◆ **Supplied information**
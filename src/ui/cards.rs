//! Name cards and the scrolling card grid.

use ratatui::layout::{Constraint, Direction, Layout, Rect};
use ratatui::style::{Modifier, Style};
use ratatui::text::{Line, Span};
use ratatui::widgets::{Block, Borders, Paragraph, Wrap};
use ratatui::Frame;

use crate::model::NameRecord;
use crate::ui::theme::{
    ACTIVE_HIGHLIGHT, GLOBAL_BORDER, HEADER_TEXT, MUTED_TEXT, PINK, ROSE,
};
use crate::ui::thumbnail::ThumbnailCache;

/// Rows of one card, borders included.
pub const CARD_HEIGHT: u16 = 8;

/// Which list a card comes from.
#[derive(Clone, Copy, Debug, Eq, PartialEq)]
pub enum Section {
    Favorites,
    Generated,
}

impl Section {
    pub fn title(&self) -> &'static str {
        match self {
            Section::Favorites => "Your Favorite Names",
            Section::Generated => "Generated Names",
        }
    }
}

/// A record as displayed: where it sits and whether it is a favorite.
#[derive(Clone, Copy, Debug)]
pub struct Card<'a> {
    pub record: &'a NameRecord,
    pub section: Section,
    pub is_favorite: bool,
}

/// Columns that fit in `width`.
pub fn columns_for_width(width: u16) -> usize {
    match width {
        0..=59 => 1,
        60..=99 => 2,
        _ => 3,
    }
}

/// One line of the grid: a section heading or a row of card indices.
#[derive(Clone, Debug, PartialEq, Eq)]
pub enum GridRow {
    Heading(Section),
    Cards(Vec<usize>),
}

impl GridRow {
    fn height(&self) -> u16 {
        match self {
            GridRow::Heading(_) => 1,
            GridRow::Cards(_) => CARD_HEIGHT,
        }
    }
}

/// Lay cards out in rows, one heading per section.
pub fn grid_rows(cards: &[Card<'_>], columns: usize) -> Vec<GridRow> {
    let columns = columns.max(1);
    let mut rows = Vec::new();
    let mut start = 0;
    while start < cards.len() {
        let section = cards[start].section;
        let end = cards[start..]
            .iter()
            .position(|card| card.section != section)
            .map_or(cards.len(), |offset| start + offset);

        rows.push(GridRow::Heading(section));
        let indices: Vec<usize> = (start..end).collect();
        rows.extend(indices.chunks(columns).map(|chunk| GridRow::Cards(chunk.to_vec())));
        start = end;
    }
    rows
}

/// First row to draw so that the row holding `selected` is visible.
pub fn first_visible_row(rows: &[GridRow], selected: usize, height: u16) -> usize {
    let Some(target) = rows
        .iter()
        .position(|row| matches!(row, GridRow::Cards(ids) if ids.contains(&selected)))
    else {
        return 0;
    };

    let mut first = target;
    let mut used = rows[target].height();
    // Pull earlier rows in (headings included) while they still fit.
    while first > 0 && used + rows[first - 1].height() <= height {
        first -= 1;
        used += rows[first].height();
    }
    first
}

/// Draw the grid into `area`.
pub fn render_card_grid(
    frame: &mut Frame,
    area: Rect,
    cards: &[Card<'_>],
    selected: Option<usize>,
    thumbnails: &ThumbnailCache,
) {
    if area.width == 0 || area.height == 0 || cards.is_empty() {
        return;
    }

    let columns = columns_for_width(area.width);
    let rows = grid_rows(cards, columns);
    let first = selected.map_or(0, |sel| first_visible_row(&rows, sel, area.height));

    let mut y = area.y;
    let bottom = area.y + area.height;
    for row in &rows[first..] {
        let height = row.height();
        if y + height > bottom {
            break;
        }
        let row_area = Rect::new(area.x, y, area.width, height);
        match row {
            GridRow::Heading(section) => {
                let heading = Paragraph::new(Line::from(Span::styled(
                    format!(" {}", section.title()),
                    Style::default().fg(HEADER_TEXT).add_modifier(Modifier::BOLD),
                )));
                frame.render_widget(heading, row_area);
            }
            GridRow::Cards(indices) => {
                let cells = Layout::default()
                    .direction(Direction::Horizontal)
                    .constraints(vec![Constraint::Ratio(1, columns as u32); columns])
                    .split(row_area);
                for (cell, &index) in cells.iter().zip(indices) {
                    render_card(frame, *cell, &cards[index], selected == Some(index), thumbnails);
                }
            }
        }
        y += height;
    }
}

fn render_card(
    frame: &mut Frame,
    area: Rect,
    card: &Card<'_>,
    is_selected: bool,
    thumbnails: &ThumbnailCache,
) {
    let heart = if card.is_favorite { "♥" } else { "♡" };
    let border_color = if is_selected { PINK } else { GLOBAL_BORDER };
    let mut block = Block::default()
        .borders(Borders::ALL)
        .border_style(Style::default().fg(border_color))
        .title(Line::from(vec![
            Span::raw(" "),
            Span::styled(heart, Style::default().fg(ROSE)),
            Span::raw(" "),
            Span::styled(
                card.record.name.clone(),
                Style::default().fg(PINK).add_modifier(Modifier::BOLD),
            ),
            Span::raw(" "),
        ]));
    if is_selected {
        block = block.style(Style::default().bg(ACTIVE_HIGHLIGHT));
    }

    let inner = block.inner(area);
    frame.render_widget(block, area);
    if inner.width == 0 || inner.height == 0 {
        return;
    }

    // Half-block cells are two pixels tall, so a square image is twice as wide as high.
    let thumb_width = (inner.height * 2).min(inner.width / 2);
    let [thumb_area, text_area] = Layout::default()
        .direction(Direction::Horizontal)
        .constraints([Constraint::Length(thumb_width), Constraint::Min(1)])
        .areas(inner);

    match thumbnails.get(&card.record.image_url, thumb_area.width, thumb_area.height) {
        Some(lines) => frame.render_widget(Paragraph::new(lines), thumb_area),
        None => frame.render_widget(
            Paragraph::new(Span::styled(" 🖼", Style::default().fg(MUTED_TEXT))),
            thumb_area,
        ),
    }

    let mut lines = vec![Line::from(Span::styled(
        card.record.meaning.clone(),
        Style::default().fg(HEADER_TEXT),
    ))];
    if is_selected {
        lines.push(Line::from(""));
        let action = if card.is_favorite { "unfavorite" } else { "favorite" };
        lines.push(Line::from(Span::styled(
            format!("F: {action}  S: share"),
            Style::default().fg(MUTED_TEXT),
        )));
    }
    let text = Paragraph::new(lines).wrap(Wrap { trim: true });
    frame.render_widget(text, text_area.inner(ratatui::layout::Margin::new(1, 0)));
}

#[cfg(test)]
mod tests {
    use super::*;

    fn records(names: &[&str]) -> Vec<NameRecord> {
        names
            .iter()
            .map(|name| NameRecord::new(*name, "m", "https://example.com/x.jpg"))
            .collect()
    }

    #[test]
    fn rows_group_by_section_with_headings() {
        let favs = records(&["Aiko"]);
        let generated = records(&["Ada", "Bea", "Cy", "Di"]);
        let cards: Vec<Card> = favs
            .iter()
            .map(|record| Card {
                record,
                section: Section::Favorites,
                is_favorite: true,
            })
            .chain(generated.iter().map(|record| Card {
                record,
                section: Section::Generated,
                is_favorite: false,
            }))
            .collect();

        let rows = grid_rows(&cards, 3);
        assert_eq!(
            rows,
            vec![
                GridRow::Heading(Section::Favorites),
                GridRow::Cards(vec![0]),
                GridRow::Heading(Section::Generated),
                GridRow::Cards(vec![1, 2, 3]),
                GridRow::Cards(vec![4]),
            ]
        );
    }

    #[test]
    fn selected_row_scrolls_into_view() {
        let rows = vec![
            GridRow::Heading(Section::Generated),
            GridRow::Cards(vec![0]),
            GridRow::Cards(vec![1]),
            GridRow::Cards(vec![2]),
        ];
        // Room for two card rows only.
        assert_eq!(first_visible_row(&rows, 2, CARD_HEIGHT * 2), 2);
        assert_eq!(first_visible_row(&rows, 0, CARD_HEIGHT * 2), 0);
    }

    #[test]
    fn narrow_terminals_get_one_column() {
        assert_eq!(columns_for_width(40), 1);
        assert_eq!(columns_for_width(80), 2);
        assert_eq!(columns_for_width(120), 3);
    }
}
--
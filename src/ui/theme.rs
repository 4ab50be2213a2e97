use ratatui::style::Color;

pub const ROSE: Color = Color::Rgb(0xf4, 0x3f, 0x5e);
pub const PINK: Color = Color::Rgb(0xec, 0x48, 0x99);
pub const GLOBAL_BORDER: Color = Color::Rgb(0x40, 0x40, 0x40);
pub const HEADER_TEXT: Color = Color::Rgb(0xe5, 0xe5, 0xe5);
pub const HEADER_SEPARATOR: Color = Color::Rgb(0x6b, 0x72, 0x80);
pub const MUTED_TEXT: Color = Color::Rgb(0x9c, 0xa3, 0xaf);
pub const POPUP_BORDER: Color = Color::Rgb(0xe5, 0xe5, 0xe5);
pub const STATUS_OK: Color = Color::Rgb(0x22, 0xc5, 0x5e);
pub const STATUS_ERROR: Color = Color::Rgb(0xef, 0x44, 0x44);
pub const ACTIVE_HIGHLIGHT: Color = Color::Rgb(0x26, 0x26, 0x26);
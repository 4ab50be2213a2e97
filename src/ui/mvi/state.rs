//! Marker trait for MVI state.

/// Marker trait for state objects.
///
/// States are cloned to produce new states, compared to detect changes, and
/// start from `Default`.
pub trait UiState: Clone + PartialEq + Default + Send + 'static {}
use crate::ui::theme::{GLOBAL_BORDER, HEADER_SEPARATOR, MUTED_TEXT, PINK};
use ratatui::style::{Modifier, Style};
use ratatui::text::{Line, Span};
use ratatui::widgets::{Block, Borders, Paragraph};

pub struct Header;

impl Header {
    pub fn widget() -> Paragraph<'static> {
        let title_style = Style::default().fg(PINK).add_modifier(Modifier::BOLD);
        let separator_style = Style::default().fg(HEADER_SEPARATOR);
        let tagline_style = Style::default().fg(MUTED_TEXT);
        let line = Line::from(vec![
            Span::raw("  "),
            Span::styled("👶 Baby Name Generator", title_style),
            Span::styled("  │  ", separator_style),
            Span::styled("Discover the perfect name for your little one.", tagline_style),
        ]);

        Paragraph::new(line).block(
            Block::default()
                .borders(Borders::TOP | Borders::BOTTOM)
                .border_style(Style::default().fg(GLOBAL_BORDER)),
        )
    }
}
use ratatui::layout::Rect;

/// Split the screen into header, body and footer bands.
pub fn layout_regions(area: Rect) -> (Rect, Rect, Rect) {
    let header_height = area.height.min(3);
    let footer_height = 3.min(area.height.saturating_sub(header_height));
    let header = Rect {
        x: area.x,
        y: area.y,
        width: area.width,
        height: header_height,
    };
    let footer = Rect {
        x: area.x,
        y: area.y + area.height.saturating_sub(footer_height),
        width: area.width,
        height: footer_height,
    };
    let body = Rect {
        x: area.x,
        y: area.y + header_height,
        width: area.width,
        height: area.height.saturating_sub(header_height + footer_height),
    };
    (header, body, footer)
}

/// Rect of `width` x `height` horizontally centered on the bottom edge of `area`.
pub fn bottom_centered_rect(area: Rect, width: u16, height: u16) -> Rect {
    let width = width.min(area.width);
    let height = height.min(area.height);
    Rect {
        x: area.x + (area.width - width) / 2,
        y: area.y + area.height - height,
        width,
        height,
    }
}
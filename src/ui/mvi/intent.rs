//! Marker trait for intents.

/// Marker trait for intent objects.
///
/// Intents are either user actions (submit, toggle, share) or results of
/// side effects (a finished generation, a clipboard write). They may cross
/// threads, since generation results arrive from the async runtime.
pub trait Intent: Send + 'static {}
==
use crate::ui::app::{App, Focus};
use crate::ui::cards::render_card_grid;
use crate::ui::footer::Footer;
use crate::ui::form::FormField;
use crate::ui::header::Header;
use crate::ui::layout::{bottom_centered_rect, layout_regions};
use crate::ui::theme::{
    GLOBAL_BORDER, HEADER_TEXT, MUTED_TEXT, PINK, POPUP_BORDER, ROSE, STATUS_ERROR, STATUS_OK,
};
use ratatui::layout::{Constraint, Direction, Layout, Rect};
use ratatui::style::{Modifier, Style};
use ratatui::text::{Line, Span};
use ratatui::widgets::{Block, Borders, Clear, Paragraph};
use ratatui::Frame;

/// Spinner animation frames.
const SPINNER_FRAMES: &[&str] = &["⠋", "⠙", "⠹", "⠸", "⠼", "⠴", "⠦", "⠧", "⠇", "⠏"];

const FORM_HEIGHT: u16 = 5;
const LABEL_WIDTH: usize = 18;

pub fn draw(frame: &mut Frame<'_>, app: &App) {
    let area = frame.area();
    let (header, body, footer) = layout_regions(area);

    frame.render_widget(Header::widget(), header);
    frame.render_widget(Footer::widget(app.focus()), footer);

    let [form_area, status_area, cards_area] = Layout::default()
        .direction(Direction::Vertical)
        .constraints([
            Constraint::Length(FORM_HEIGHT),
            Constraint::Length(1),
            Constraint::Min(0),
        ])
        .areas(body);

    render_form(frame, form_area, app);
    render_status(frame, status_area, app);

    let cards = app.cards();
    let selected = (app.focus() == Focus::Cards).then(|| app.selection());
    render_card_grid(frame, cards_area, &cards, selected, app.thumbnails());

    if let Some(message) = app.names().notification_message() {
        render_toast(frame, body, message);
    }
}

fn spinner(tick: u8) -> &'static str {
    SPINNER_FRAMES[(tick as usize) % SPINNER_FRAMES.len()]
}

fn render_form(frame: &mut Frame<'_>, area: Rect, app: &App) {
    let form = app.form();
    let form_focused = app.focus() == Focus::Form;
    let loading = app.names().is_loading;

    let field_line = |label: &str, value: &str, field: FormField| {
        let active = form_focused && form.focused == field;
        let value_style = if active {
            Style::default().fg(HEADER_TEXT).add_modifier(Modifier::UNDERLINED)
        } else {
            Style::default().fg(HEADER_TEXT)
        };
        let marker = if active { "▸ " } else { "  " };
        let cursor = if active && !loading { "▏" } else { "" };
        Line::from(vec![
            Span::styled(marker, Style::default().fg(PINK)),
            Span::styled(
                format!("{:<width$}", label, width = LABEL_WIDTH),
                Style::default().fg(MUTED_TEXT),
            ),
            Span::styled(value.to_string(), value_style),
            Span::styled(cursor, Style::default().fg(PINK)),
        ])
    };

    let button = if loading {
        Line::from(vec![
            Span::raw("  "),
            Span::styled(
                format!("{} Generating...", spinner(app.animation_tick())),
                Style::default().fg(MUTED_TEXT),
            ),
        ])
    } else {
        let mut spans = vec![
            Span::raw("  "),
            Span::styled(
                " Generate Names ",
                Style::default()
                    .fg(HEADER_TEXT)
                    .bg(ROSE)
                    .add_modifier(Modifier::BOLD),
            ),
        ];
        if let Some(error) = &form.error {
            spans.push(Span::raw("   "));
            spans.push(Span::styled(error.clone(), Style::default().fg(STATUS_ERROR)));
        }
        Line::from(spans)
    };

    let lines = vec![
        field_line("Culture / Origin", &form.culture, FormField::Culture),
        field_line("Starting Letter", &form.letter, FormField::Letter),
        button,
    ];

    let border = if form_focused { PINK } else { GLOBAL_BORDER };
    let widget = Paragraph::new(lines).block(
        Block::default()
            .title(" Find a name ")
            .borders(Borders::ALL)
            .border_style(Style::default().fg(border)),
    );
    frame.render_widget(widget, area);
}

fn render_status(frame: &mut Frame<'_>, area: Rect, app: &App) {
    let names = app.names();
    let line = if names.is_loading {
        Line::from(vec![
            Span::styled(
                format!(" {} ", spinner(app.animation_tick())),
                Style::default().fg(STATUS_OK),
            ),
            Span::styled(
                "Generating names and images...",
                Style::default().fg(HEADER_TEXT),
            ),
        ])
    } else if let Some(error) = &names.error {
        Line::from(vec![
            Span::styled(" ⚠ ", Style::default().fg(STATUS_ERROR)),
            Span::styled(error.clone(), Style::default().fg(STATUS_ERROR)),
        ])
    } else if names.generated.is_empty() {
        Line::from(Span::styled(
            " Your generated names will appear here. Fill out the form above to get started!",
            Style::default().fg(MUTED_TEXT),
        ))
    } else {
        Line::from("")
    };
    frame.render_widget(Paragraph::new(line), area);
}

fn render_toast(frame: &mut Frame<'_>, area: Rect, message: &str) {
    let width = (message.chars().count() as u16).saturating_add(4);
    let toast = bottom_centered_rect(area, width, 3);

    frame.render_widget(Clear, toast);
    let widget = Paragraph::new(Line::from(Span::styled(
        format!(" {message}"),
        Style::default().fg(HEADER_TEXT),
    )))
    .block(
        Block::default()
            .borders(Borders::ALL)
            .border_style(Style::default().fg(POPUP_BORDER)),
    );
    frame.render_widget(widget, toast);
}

◆ **Assigned task**
Restate word for word the entries above from the line with "filename src/ui/cards.rs" through the line with "card comes from.", inclusive, leaving out everything else.

◆ **Response below**
filename src/ui/cards.rs
//! Name cards and the scrolling card grid.

use ratatui::layout::{Constraint, Direction, Layout, Rect};
use ratatui::style::{Modifier, Style};
use ratatui::text::{Line, Span};
use ratatui::widgets::{Block, Borders, Paragraph, Wrap};
use ratatui::Frame;

use crate::model::NameRecord;
use crate::ui::theme::{
    ACTIVE_HIGHLIGHT, GLOBAL_BORDER, HEADER_TEXT, MUTED_TEXT, PINK, ROSE,
};
use crate::ui::thumbnail::ThumbnailCache;

/// Rows of one card, borders included.
pub const CARD_HEIGHT: u16 = 8;

/// Which list a card comes from.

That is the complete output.